§ **WHAT NEEDS TO BE DONE**: Exactly reproduce each entry, leaving out nothing.

═══ DATA SUPPLIED

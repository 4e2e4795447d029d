//! Account domain model.
//!
//! # Responsibility
//! - Define the value objects exchanged with the record store.
//!
//! # Invariants
//! - Deletion is represented by a soft-delete state flag on disk and is
//!   never visible on the in-memory model.

pub mod account;
//! Repository layer abstractions and persistence implementations.
//!
//! # Responsibility
//! - Define use-case oriented data access contracts for accounts.
//! - Isolate record layout and file offsets from service orchestration.
//!
//! # Invariants
//! - Not-found is an empty/absent result, never an error.
//! - I/O and decode faults abort the current call and propagate unchanged.

pub mod account_repo;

══════

§ **COMPLETED EXERCISE**:
repository 4e2e4795447d029d
//! Account domain model.
//!
//! # Responsibility
//! - Define the value objects exchanged with the record store.
//!
//! # Invariants
//! - Deletion is represented by a soft-delete state flag on disk and is
//!   never visible on the in-memory model.

pub mod account;
//! Repository layer abstractions and persistence implementations.
//!
//! # Responsibility
//! - Define use-case oriented data access contracts for accounts.
//! - Isolate record layout and file offsets from service orchestration.
//!
//! # Invariants
//! - Not-found is an empty/absent result, never an error.
//! - I/O and decode faults abort the current call and propagate unchanged.

pub mod account_repo;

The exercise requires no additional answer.